Apa yang dikatakan oleh Yudisura merupakan rahasia kematian tokoh Bima. Selama ini ia sendiri tidak pernah menyadari perbuatannya itu Rasa egoisnya memang menonjol pada tokoh, Bima. kalau kita simak ucapan yang dipiakai Bima selalu menggunakan kata "Aku" terhadap siapa pun. Secara tidak langsung kata "Aku" menyiratkan makna ke-egois-an Bima. Di samping egois Bima juga jago dalam hal makan Dia pernah menjadi juru masak di Wirata ketika tahun ke tigabelas dengan nama samparan Jagabilawa.

Kejujuran dan pengabdian Bima pada gurunya Drona dapat kita baca pda kitab Nawaruci atau Bima Soeci yang telah dibahas oleh Dr. Prijohoetomo, tahun 1934. Kisah Bima dalam Nawaruci lebih merupakan telaah filsafat, bahwa Bima menemukan dirinya sendiri. Walaupun dia telah mendengar bahwa sesungguhnya. Drona dan Duryodana menginginkan kematian Bima. Drona menyuruh Bima untuk mencari Tirtha Pawitra, di dalam sumur dengan harapan Bima akan mati ditelan oleh para naga, namun kenyataannya Bima kembali ke hadapan Drona dengan membawa dua ekor bangkai naga. Kemudian Drona menyuruh Bima kembali mengambil Tirtha Pawitra di Tegal dengan harapan Bima dapat termakan para raksasa. Demi guru dan kewajibannya sebagai murid ia lakukan dengan penuh tanggung jawab, walaupun dengan resiko kematian. Suatu ketika ia telah membunuh seorang raksasa yang ternyata seorang jelmaan dewa dari kahyangan yang dihukum menjadi raksasa. Raksasa itu menyembah kepada Bima, karena telah terbebas, namun bisa menolak sebab tidak benar Dewa menyembah manusia, Aywa kita atur sembah menawa aku tulah apan kita dewa aku manusia, artinya jangan kau menyembah aku, mungkin aku kualat sebab kau Dewa, aku manusia (Prijohoetomo, 1934 : 33).

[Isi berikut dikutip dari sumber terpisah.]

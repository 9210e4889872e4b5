//! Request pipeline stages.
//!
//! ```text
//! authenticate   bearer token -> Identity extension (never rejects)
//! render_errors  ApiError responses -> {status, message, path}
//! authorize      route table check against the matched route (401/403)
//! ```

use std::sync::Arc;

use axum::Json;
use axum::extract::{MatchedPath, Request, State};
use axum::http::{HeaderMap, header};
use axum::middleware::Next;
use axum::response::{IntoResponse, Response};
use chrono::Utc;
use tracing::debug;

use warden_auth::{AccessTokenVerifier, Identity, RoutePolicy};

use crate::app::errors::{ApiError, ErrorBody, ErrorDetail};

#[derive(Clone)]
pub struct AuthState {
    pub tokens: Arc<dyn AccessTokenVerifier>,
}

/// Authentication filter.
///
/// A missing, malformed, expired or forged bearer token leaves the request
/// anonymous; the 401/403 decision belongs to `authorize`.
pub async fn authenticate(State(state): State<AuthState>, mut req: Request, next: Next) -> Response {
    if req.extensions().get::<Identity>().is_none() {
        let identity = extract_bearer(req.headers()).and_then(|token| {
            state
                .tokens
                .verify_access(token, Utc::now())
                .map_err(|e| debug!(error = %e, "bearer token rejected; continuing anonymously"))
                .ok()
        });

        if let Some(identity) = identity {
            req.extensions_mut().insert(identity);
        }
    }

    next.run(req).await
}

fn extract_bearer(headers: &HeaderMap) -> Option<&str> {
    let header = headers.get(header::AUTHORIZATION)?;
    let header = header.to_str().ok()?;
    let token = header.strip_prefix("Bearer ")?.trim();

    if token.is_empty() {
        return None;
    }
    Some(token)
}

/// Route guard, installed with `route_layer` so the matched template is known.
pub async fn authorize(State(policy): State<Arc<RoutePolicy>>, req: Request, next: Next) -> Result<Response, ApiError> {
    let route = req
        .extensions()
        .get::<MatchedPath>()
        .map(|m| m.as_str().to_string())
        .unwrap_or_else(|| req.uri().path().to_string());

    if let Err(e) = policy.check(req.method().as_str(), &route, req.extensions().get::<Identity>()) {
        debug!(method = %req.method(), route = %route, error = %e, "request denied");
        return Err(e.into());
    }

    Ok(next.run(req).await)
}

/// Rewrites error responses into `{status, message, path}`.
pub async fn render_errors(req: Request, next: Next) -> Response {
    let path = req.uri().path().to_string();
    let response = next.run(req).await;

    let Some(detail) = response.extensions().get::<ErrorDetail>().cloned() else {
        return response;
    };

    let (mut parts, _body) = response.into_parts();
    parts.headers.remove(header::CONTENT_LENGTH);
    let body = ErrorBody {
        status: parts.status.as_u16(),
        message: detail.message,
        path,
    };
    (parts, Json(body)).into_response()
}

#[cfg(test)]
mod tests {
    use super::*;
    use axum::http::HeaderValue;

    fn headers(value: &str) -> HeaderMap {
        let mut h = HeaderMap::new();
        h.insert(header::AUTHORIZATION, HeaderValue::from_str(value).unwrap());
        h
    }

    #[test]
    fn bearer_extraction() {
        assert_eq!(extract_bearer(&headers("Bearer abc.def.ghi")), Some("abc.def.ghi"));
        assert_eq!(extract_bearer(&headers("Bearer    ")), None);
        assert_eq!(extract_bearer(&headers("Basic dXNlcjpwYXNz")), None);
        assert_eq!(extract_bearer(&headers("bearer abc")), None);
        assert_eq!(extract_bearer(&HeaderMap::new()), None);
    }
}
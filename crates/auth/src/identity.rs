use serde::Serialize;

use warden_core::UserId;

use crate::Role;

/// Resolved caller of a single request.
///
/// Built by the authentication filter from a verified access token (or by the
/// login flow from a stored account) and dropped when the request completes.
/// It is never persisted.
#[derive(Debug, Clone, PartialEq, Eq, Serialize)]
pub struct Identity {
    user_id: UserId,
    username: String,
    role: Role,
}

impl Identity {
    pub fn new(user_id: UserId, username: impl Into<String>, role: Role) -> Self {
        Self {
            user_id,
            username: username.into(),
            role,
        }
    }

    pub fn user_id(&self) -> UserId {
        self.user_id
    }

    pub fn username(&self) -> &str {
        &self.username
    }

    pub fn role(&self) -> Role {
        self.role
    }

    /// The single granted authority (equal to the role string).
    pub fn authority(&self) -> &'static str {
        self.role.as_str()
    }

    pub fn is_admin(&self) -> bool {
        self.role.is_admin()
    }
}
use axum::extract::FromRequestParts;
use axum::http::request::Parts;

use warden_auth::Identity;

use crate::app::errors::ApiError;

/// Identity established by the authentication filter for this request.
///
/// Handlers take this as a parameter instead of consulting ambient state.
/// Extraction fails with 401 when the request is anonymous.
#[derive(Debug, Clone, PartialEq, Eq)]
pub struct CurrentIdentity(pub Identity);

impl CurrentIdentity {
    pub fn into_inner(self) -> Identity {
        self.0
    }
}

impl core::ops::Deref for CurrentIdentity {
    type Target = Identity;

    fn deref(&self) -> &Identity {
        &self.0
    }
}

#[axum::async_trait]
impl<S> FromRequestParts<S> for CurrentIdentity
where
    S: Send + Sync,
{
    type Rejection = ApiError;

    async fn from_request_parts(parts: &mut Parts, _state: &S) -> Result<Self, Self::Rejection> {
        parts
            .extensions
            .get::<Identity>()
            .cloned()
            .map(CurrentIdentity)
            .ok_or(ApiError::Unauthenticated)
    }
}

Semua rintangan yang menghalangi langkah Bima, akhirnya membawa dia bertemu dengan Dewaruci. Di sinilah Bima mendapat pelajaran hakikat pengetahuan tertinggi. Di dalam kolofon ada disebutkan "Iti Tattwa-jnana nirmala apusira Ciwamurti" (Ibid, 1934 : 87) atau ini inti kebenaran pengetahuan yang suci sebagai pengikat Siwamurti.

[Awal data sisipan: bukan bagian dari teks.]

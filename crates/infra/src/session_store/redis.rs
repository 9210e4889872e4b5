//! Redis-backed session store.
//!
//! Records live under `refresh_token:<username>` and are written with
//! `SET .. EX`, so Redis owns expiry. Each command runs under a deadline;
//! a timeout is reported the same way as a connection failure.

use std::future::Future;
use std::time::Duration;

use async_trait::async_trait;
use redis::RedisResult;
use redis::aio::ConnectionManager;
use tracing::{instrument, warn};

use warden_auth::claims::refresh_token_ttl;

use super::{SessionStore, SessionStoreError};

/// Default key namespace for session records.
const DEFAULT_KEY_PREFIX: &str = "refresh_token:";

#[derive(Clone)]
pub struct RedisSessionStore {
    conn: ConnectionManager,
    key_prefix: String,
    ttl_secs: u64,
    timeout: Duration,
}

impl core::fmt::Debug for RedisSessionStore {
    fn fmt(&self, f: &mut core::fmt::Formatter<'_>) -> core::fmt::Result {
        f.debug_struct("RedisSessionStore")
            .field("key_prefix", &self.key_prefix)
            .field("ttl_secs", &self.ttl_secs)
            .field("timeout", &self.timeout)
            .finish_non_exhaustive()
    }
}

impl RedisSessionStore {
    /// Connect to Redis (e.g. `redis://localhost:6379`).
    ///
    /// `timeout` bounds the initial connection and every later command.
    pub async fn connect(redis_url: impl AsRef<str>, timeout: Duration) -> Result<Self, SessionStoreError> {
        let client = redis::Client::open(redis_url.as_ref())
            .map_err(|e| SessionStoreError::Unavailable(e.to_string()))?;

        let conn = tokio::time::timeout(timeout, ConnectionManager::new(client))
            .await
            .map_err(|_| SessionStoreError::Unavailable("timed out connecting to redis".to_string()))?
            .map_err(|e| SessionStoreError::Unavailable(e.to_string()))?;

        Ok(Self {
            conn,
            key_prefix: DEFAULT_KEY_PREFIX.to_string(),
            ttl_secs: refresh_token_ttl().num_seconds().max(1) as u64,
            timeout,
        })
    }

    pub fn with_key_prefix(mut self, prefix: impl Into<String>) -> Self {
        self.key_prefix = prefix.into();
        self
    }

    fn key(&self, username: &str) -> String {
        format!("{}{}", self.key_prefix, username)
    }

    async fn run<T, F>(&self, op: &'static str, fut: F) -> Result<T, SessionStoreError>
    where
        F: Future<Output = RedisResult<T>>,
    {
        match tokio::time::timeout(self.timeout, fut).await {
            Ok(Ok(value)) => Ok(value),
            Ok(Err(e)) => {
                warn!(op, error = %e, "redis session command failed");
                Err(SessionStoreError::Unavailable(e.to_string()))
            }
            Err(_) => {
                warn!(op, timeout_ms = self.timeout.as_millis() as u64, "redis session command timed out");
                Err(SessionStoreError::Unavailable(format!("{op} timed out")))
            }
        }
    }
}

#[async_trait]
impl SessionStore for RedisSessionStore {
    #[instrument(skip(self, refresh_token), fields(username = %username))]
    async fn put(&self, username: &str, refresh_token: &str) -> Result<(), SessionStoreError> {
        let mut conn = self.conn.clone();
        let cmd = redis::cmd("SET")
            .arg(self.key(username))
            .arg(refresh_token)
            .arg("EX")
            .arg(self.ttl_secs)
            .to_owned();

        self.run("SET", async move { cmd.query_async::<_, ()>(&mut conn).await })
            .await
    }

    #[instrument(skip(self), fields(username = %username))]
    async fn get(&self, username: &str) -> Result<Option<String>, SessionStoreError> {
        let mut conn = self.conn.clone();
        let cmd = redis::cmd("GET").arg(self.key(username)).to_owned();

        self.run("GET", async move { cmd.query_async::<_, Option<String>>(&mut conn).await })
            .await
    }

    #[instrument(skip(self), fields(username = %username))]
    async fn delete(&self, username: &str) -> Result<(), SessionStoreError> {
        let mut conn = self.conn.clone();
        let cmd = redis::cmd("DEL").arg(self.key(username)).to_owned();

        self.run("DEL", async move { cmd.query_async::<_, i64>(&mut conn).await })
            .await
            .map(|_| ())
    }
}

Dengan demikian tokoh Bima dalam Nawaruci mempunyai pengetahuan yang sangat tinggi, yang ia peroleh dan perjuangannya yang tanpa pamerih demi gurunya. Bima bukanlah sengaja berguru pada Dewaruci akan tetapi atas usaha yang ia lakukan dalam rangka mencari Tirtha Pawitra.